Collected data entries
_ _ _ _ _ _ _

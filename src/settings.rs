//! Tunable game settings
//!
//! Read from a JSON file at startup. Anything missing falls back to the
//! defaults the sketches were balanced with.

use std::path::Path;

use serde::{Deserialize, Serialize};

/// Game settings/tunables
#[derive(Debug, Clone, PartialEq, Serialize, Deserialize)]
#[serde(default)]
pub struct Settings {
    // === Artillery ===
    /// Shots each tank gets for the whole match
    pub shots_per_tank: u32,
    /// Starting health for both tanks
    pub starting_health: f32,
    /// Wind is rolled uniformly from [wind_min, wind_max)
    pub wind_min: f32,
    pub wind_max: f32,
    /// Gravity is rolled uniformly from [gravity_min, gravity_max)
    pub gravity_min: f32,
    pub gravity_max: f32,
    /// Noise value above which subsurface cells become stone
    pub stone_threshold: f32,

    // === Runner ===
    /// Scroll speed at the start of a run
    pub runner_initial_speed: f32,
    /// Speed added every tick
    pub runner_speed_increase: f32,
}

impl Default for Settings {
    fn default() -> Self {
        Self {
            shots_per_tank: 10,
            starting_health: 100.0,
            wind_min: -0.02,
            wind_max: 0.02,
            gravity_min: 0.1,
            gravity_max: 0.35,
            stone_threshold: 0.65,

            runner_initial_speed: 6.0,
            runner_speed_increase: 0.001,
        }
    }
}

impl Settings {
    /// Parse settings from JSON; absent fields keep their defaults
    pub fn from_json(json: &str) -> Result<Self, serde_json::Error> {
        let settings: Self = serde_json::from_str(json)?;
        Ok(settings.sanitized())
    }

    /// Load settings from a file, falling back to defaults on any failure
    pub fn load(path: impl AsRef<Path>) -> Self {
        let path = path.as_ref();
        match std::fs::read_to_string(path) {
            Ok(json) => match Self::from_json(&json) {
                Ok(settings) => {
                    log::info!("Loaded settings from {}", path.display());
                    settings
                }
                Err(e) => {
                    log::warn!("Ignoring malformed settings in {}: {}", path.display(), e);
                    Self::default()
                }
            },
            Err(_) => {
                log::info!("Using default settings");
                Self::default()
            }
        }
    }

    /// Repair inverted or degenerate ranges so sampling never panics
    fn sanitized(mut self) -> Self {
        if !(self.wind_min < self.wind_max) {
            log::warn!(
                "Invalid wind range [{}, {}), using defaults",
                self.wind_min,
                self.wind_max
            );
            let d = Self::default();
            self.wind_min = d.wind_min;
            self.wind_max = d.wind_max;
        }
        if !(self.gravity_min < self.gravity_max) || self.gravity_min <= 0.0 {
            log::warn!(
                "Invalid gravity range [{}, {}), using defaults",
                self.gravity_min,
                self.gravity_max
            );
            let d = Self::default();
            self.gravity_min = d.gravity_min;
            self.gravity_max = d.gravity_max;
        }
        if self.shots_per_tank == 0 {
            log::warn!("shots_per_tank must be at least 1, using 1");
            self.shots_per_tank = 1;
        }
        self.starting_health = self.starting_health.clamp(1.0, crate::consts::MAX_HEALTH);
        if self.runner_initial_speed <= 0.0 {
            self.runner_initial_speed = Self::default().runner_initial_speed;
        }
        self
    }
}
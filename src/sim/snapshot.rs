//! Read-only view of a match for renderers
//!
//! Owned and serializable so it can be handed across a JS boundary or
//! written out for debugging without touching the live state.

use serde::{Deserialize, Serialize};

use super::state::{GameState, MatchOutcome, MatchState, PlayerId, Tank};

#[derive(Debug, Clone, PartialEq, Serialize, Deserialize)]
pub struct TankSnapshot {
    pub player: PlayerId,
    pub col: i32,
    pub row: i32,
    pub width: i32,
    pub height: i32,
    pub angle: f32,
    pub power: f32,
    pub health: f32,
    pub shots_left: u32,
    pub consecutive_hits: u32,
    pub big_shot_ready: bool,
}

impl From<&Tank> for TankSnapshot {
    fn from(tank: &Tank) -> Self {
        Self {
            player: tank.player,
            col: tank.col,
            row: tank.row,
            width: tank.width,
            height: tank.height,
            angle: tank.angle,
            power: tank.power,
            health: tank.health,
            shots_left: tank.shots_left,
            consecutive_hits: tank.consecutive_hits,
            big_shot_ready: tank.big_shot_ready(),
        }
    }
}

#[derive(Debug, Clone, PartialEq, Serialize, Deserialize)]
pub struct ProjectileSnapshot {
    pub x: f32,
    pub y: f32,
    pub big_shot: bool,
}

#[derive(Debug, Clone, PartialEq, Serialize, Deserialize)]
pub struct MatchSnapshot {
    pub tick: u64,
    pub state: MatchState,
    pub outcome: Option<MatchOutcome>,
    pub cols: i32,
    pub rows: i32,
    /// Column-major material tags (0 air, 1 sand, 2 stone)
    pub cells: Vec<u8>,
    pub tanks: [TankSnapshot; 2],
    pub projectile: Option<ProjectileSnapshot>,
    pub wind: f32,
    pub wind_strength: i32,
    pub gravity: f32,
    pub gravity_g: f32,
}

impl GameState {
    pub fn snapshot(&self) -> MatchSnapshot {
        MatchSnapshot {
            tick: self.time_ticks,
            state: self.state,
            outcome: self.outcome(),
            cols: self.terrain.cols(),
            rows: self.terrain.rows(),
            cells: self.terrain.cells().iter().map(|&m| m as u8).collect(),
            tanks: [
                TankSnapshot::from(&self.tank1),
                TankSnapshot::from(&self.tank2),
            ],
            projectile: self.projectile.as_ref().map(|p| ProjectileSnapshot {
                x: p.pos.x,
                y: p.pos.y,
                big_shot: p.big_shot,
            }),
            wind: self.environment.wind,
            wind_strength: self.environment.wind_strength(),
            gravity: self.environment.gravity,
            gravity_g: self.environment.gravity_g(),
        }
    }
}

_ _ _ _ _ _ _

EXERCISE -> Return the records given above in their entirety, word for word.

FINAL ANSWER ->
filename src/settings.rs
//! Tunable game settings
//!
//! Read from a JSON file at startup. Anything missing falls back to the
//! defaults the sketches were balanced with.

use std::path::Path;

use serde::{Deserialize, Serialize};

/// Game settings/tunables
#[derive(Debug, Clone, PartialEq, Serialize, Deserialize)]
#[serde(default)]
pub struct Settings {
    // === Artillery ===
    /// Shots each tank gets for the whole match
    pub shots_per_tank: u32,
    /// Starting health for both tanks
    pub starting_health: f32,
    /// Wind is rolled uniformly from [wind_min, wind_max)
    pub wind_min: f32,
    pub wind_max: f32,
    /// Gravity is rolled uniformly from [gravity_min, gravity_max)
    pub gravity_min: f32,
    pub gravity_max: f32,
    /// Noise value above which subsurface cells become stone
    pub stone_threshold: f32,

    // === Runner ===
    /// Scroll speed at the start of a run
    pub runner_initial_speed: f32,
    /// Speed added every tick
    pub runner_speed_increase: f32,
}

impl Default for Settings {
    fn default() -> Self {
        Self {
            shots_per_tank: 10,
            starting_health: 100.0,
            wind_min: -0.02,
            wind_max: 0.02,
            gravity_min: 0.1,
            gravity_max: 0.35,
            stone_threshold: 0.65,

            runner_initial_speed: 6.0,
            runner_speed_increase: 0.001,
        }
    }
}

impl Settings {
    /// Parse settings from JSON; absent fields keep their defaults
    pub fn from_json(json: &str) -> Result<Self, serde_json::Error> {
        let settings: Self = serde_json::from_str(json)?;
        Ok(settings.sanitized())
    }

    /// Load settings from a file, falling back to defaults on any failure
    pub fn load(path: impl AsRef<Path>) -> Self {
        let path = path.as_ref();
        match std::fs::read_to_string(path) {
            Ok(json) => match Self::from_json(&json) {
                Ok(settings) => {
                    log::info!("Loaded settings from {}", path.display());
                    settings
                }
                Err(e) => {
                    log::warn!("Ignoring malformed settings in {}: {}", path.display(), e);
                    Self::default()
                }
            },
            Err(_) => {
                log::info!("Using default settings");
                Self::default()
            }
        }
    }

    /// Repair inverted or degenerate ranges so sampling never panics
    fn sanitized(mut self) -> Self {
        if !(self.wind_min < self.wind_max) {
            log::warn!(
                "Invalid wind range [{}, {}), using defaults",
                self.wind_min,
                self.wind_max
            );
            let d = Self::default();
            self.wind_min = d.wind_min;
            self.wind_max = d.wind_max;
        }
        if !(self.gravity_min < self.gravity_max) || self.gravity_min <= 0.0 {
            log::warn!(
                "Invalid gravity range [{}, {}), using defaults",
                self.gravity_min,
                self.gravity_max
            );
            let d = Self::default();
            self.gravity_min = d.gravity_min;
            self.gravity_max = d.gravity_max;
        }
        if self.shots_per_tank == 0 {
            log::warn!("shots_per_tank must be at least 1, using 1");
            self.shots_per_tank = 1;
        }
        self.starting_health = self.starting_health.clamp(1.0, crate::consts::MAX_HEALTH);
        if self.runner_initial_speed <= 0.0 {
            self.runner_initial_speed = Self::default().runner_initial_speed;
        }
        self
    }
}
filename src/sim/snapshot.rs
//! Read-only view of a match for renderers
//!
//! Owned and serializable so it can be handed across a JS boundary or
//! written out for debugging without touching the live state.

use serde::{Deserialize, Serialize};

use super::state::{GameState, MatchOutcome, MatchState, PlayerId, Tank};

#[derive(Debug, Clone, PartialEq, Serialize, Deserialize)]
pub struct TankSnapshot {
    pub player: PlayerId,
    pub col: i32,
    pub row: i32,
    pub width: i32,
    pub height: i32,
    pub angle: f32,
    pub power: f32,
    pub health: f32,
    pub shots_left: u32,
    pub consecutive_hits: u32,
    pub big_shot_ready: bool,
}

impl From<&Tank> for TankSnapshot {
    fn from(tank: &Tank) -> Self {
        Self {
            player: tank.player,
            col: tank.col,
            row: tank.row,
            width: tank.width,
            height: tank.height,
            angle: tank.angle,
            power: tank.power,
            health: tank.health,
            shots_left: tank.shots_left,
            consecutive_hits: tank.consecutive_hits,
            big_shot_ready: tank.big_shot_ready(),
        }
    }
}

#[derive(Debug, Clone, PartialEq, Serialize, Deserialize)]
pub struct ProjectileSnapshot {
    pub x: f32,
    pub y: f32,
    pub big_shot: bool,
}

#[derive(Debug, Clone, PartialEq, Serialize, Deserialize)]
pub struct MatchSnapshot {
    pub tick: u64,
    pub state: MatchState,
    pub outcome: Option<MatchOutcome>,
    pub cols: i32,
    pub rows: i32,
    /// Column-major material tags (0 air, 1 sand, 2 stone)
    pub cells: Vec<u8>,
    pub tanks: [TankSnapshot; 2],
    pub projectile: Option<ProjectileSnapshot>,
    pub wind: f32,
    pub wind_strength: i32,
    pub gravity: f32,
    pub gravity_g: f32,
}

impl GameState {
    pub fn snapshot(&self) -> MatchSnapshot {
        MatchSnapshot {
            tick: self.time_ticks,
            state: self.state,
            outcome: self.outcome(),
            cols: self.terrain.cols(),
            rows: self.terrain.rows(),
            cells: self.terrain.cells().iter().map(|&m| m as u8).collect(),
            tanks: [
                TankSnapshot::from(&self.tank1),
                TankSnapshot::from(&self.tank2),
            ],
            projectile: self.projectile.as_ref().map(|p| ProjectileSnapshot {
                x: p.pos.x,
                y: p.pos.y,
                big_shot: p.big_shot,
            }),
            wind: self.environment.wind,
            wind_strength: self.environment.wind_strength(),
            gravity: self.environment.gravity,
            gravity_g: self.environment.gravity_g(),
        }
    }
}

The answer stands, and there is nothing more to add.